→ **Instructions to follow**:
Whenever a line in the entries below contains "reason", copy that line.
———
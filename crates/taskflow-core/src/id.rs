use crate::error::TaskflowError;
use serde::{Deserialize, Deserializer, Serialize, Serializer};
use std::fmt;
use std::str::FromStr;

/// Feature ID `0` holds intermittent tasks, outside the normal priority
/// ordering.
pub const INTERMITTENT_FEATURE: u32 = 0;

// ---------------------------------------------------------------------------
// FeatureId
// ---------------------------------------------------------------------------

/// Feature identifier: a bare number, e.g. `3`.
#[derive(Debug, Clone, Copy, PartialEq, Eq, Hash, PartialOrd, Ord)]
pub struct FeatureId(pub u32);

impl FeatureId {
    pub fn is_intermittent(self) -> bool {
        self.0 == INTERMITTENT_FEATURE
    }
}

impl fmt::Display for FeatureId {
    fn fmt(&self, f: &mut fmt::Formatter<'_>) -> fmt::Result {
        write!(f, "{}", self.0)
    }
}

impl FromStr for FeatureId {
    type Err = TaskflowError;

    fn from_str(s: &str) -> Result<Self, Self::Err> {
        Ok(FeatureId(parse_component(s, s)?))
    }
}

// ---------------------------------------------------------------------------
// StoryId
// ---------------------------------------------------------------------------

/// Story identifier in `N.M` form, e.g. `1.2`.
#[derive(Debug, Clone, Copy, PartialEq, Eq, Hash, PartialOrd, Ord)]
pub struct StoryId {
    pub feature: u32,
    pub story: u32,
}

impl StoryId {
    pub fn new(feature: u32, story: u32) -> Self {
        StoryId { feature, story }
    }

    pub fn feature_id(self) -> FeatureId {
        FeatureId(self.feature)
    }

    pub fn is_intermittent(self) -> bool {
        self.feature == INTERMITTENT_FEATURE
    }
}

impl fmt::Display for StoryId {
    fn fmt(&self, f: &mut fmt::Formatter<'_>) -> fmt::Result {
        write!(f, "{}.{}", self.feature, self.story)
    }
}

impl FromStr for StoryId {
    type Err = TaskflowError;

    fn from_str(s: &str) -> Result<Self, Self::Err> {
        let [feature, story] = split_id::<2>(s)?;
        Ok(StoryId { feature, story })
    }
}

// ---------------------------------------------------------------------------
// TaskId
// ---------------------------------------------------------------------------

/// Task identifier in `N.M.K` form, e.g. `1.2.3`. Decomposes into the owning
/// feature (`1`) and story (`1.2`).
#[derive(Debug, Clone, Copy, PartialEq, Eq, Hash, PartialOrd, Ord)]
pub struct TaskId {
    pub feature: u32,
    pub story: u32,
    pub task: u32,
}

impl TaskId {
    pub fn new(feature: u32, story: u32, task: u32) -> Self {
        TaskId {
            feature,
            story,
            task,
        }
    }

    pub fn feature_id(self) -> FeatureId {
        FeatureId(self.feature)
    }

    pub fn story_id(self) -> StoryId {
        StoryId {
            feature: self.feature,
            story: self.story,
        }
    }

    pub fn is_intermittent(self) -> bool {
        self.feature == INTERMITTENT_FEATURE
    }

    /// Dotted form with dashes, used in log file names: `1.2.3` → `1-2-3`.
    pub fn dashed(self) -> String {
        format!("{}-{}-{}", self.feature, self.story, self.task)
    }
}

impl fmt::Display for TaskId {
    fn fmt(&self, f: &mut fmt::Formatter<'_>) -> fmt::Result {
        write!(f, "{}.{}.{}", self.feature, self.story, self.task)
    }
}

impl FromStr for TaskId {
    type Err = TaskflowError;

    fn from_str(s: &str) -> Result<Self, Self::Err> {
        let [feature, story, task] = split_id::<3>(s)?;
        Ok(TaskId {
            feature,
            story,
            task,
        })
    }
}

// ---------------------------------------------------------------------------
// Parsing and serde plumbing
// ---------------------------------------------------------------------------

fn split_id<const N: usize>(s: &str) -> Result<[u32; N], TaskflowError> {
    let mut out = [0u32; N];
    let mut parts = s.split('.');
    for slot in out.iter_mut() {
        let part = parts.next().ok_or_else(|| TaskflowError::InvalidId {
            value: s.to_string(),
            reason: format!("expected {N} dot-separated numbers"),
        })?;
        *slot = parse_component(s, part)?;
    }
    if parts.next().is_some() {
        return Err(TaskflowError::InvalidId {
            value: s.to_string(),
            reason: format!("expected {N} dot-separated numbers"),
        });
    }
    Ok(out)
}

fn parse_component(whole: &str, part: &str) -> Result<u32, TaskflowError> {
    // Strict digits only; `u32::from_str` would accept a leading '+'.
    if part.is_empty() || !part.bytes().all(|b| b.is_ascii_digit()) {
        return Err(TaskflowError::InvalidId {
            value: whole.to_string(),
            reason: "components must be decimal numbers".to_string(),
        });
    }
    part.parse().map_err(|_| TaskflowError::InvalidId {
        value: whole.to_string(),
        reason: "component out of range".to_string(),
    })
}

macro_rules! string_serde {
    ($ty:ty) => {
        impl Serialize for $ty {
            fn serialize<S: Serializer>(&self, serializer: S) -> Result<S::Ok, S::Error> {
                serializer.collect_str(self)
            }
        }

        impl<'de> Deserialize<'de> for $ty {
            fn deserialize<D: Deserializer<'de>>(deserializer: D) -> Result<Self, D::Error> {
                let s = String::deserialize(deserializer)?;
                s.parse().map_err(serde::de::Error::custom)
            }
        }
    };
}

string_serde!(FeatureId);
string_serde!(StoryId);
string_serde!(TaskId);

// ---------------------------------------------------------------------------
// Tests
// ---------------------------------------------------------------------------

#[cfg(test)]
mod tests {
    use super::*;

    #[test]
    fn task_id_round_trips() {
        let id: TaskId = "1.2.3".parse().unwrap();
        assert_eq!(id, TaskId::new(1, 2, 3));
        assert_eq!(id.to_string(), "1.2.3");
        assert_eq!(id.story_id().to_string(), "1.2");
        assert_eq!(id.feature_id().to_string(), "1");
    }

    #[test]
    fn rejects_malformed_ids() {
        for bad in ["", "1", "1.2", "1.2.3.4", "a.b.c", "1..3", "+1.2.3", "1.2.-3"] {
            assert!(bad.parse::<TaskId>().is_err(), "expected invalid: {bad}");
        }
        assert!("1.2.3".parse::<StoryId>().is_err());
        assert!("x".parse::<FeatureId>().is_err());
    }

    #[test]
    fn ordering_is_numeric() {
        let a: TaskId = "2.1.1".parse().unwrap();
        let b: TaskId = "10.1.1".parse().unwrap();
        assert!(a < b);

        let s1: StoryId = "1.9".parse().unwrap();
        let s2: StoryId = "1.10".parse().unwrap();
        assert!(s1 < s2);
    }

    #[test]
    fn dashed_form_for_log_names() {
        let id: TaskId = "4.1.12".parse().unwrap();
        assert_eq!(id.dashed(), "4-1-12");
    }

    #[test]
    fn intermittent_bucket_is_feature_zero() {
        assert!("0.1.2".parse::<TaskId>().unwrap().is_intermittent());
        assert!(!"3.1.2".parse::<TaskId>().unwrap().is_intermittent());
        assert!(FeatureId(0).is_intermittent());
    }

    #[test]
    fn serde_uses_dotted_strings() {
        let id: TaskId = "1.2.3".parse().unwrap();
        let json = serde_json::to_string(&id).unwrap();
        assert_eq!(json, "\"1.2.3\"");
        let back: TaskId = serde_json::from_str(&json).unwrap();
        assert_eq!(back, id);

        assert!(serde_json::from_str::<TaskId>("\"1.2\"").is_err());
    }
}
———
→ **Task answer**:
            reason: format!("expected {N} dot-separated numbers"),
            reason: format!("expected {N} dot-separated numbers"),
            reason: "components must be decimal numbers".to_string(),
        reason: "component out of range".to_string(),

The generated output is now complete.